Problem requirements :: From the entries below, please gather each line containing the string "ComputedSender".

==== Records for the task ====

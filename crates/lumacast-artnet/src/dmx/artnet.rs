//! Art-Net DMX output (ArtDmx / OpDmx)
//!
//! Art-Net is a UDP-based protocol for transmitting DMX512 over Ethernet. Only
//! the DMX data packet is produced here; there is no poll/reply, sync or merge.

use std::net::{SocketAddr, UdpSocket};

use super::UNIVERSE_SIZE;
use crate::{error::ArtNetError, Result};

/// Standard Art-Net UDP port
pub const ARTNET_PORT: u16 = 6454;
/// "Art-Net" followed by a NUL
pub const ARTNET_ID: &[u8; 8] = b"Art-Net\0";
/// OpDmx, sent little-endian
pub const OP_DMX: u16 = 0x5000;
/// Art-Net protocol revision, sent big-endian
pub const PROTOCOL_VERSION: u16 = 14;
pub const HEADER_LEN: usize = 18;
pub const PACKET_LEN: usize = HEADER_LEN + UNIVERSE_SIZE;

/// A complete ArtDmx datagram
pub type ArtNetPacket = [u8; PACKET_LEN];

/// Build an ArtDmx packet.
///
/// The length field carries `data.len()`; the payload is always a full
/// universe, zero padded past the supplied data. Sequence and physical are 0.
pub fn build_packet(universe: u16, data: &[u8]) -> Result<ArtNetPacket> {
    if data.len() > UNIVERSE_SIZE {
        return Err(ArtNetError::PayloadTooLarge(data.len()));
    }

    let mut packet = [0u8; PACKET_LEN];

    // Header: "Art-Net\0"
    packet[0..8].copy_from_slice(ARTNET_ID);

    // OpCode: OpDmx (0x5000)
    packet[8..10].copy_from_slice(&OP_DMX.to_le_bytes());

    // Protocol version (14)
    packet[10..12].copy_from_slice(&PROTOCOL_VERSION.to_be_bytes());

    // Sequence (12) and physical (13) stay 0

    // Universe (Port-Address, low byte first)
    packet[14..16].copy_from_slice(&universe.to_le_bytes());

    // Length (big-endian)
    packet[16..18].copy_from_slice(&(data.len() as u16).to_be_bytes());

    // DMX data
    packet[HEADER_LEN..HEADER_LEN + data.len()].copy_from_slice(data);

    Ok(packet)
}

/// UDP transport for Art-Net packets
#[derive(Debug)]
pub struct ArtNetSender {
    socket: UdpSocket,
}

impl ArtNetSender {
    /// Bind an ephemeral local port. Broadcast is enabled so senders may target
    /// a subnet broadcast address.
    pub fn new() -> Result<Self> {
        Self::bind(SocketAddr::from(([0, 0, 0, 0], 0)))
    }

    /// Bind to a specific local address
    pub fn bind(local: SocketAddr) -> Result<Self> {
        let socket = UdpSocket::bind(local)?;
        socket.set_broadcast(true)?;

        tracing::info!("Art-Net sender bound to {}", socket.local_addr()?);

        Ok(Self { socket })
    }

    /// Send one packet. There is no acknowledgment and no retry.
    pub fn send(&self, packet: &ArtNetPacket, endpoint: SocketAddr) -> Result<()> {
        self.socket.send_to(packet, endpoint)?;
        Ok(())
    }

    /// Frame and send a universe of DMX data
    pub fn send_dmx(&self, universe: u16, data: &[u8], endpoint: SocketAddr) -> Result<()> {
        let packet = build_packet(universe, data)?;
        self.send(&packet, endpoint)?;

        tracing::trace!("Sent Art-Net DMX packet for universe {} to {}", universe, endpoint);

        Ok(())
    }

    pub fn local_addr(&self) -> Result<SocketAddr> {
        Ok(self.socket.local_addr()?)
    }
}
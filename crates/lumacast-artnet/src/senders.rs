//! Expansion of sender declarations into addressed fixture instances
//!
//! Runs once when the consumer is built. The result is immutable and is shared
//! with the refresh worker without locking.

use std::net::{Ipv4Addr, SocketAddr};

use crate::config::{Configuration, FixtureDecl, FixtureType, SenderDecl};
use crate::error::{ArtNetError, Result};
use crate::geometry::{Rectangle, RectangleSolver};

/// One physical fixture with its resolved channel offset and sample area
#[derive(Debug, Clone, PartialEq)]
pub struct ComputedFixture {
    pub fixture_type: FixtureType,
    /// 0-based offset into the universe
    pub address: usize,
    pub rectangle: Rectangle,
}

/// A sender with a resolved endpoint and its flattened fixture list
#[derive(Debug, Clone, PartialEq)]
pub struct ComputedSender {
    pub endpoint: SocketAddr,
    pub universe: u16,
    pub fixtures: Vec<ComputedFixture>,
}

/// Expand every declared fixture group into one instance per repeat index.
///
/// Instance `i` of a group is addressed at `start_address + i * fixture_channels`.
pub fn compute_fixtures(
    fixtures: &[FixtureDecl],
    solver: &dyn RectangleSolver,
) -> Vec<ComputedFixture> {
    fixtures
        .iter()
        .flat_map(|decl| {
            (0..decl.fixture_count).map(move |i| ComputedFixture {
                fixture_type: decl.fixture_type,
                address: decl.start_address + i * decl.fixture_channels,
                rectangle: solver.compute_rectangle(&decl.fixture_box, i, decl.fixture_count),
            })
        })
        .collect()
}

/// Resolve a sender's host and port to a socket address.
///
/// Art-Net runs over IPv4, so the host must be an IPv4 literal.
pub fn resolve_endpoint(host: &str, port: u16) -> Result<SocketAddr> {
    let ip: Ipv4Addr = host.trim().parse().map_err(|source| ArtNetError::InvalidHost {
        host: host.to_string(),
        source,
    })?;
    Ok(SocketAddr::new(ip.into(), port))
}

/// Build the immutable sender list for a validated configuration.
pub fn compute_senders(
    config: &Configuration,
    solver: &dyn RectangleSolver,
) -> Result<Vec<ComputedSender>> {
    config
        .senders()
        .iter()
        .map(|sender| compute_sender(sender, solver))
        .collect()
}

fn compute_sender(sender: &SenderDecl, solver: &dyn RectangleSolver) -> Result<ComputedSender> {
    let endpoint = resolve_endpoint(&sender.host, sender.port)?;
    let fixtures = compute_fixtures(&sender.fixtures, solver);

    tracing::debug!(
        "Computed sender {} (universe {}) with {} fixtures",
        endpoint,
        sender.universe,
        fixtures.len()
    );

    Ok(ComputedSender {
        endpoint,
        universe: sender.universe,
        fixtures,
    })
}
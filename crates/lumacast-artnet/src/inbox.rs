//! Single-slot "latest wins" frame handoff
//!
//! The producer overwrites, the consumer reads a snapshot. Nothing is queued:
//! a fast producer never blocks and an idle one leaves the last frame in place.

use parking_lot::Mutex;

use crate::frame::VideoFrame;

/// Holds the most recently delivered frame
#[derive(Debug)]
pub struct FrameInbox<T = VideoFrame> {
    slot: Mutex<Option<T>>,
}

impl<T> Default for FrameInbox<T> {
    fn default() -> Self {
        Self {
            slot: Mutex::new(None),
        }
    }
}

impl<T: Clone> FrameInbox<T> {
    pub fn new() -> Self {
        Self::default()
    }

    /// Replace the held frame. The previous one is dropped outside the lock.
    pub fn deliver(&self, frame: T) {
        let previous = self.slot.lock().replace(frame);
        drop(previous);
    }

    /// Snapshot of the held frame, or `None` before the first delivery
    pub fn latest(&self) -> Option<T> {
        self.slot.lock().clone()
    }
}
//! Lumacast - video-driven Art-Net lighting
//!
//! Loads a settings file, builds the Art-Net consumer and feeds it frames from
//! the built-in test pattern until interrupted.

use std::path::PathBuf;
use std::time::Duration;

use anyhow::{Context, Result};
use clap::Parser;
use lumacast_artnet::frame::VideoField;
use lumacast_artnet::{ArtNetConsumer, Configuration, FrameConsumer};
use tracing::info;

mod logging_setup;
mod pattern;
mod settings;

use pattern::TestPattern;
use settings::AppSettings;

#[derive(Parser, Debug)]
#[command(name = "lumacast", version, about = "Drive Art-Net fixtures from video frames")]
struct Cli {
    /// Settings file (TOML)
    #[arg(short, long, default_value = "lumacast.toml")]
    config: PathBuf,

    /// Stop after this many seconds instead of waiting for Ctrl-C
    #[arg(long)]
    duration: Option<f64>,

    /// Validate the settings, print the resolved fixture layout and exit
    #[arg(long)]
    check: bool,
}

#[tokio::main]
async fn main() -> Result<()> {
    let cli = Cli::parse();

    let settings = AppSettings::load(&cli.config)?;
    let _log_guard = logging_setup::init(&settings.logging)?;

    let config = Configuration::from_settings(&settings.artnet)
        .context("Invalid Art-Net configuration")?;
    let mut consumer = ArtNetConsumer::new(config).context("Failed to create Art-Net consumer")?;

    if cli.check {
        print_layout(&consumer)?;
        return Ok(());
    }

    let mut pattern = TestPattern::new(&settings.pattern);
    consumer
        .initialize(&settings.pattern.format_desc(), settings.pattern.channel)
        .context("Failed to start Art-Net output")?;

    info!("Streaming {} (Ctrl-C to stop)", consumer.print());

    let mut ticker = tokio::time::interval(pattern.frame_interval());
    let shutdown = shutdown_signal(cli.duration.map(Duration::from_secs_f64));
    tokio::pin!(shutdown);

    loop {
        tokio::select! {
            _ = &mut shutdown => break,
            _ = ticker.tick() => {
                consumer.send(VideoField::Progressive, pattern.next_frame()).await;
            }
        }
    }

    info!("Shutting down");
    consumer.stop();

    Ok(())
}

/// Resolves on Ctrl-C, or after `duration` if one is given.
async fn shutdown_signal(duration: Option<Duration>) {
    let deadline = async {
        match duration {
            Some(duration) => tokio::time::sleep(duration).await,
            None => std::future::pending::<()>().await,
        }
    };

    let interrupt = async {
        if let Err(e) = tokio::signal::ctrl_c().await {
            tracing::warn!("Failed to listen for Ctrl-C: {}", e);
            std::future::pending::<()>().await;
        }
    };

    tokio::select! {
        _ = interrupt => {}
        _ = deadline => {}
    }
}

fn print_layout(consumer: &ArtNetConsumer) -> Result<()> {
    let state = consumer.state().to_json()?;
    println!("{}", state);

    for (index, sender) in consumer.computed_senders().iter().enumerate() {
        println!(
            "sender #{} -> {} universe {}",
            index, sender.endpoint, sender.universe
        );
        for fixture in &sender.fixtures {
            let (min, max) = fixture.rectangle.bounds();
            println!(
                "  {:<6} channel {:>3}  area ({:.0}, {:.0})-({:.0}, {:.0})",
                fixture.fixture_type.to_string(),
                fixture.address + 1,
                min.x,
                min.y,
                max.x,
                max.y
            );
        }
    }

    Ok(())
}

====

Exercise solution ::
pub struct ComputedSender {
) -> Result<Vec<ComputedSender>> {
fn compute_sender(sender: &SenderDecl, solver: &dyn RectangleSolver) -> Result<ComputedSender> {
    Ok(ComputedSender {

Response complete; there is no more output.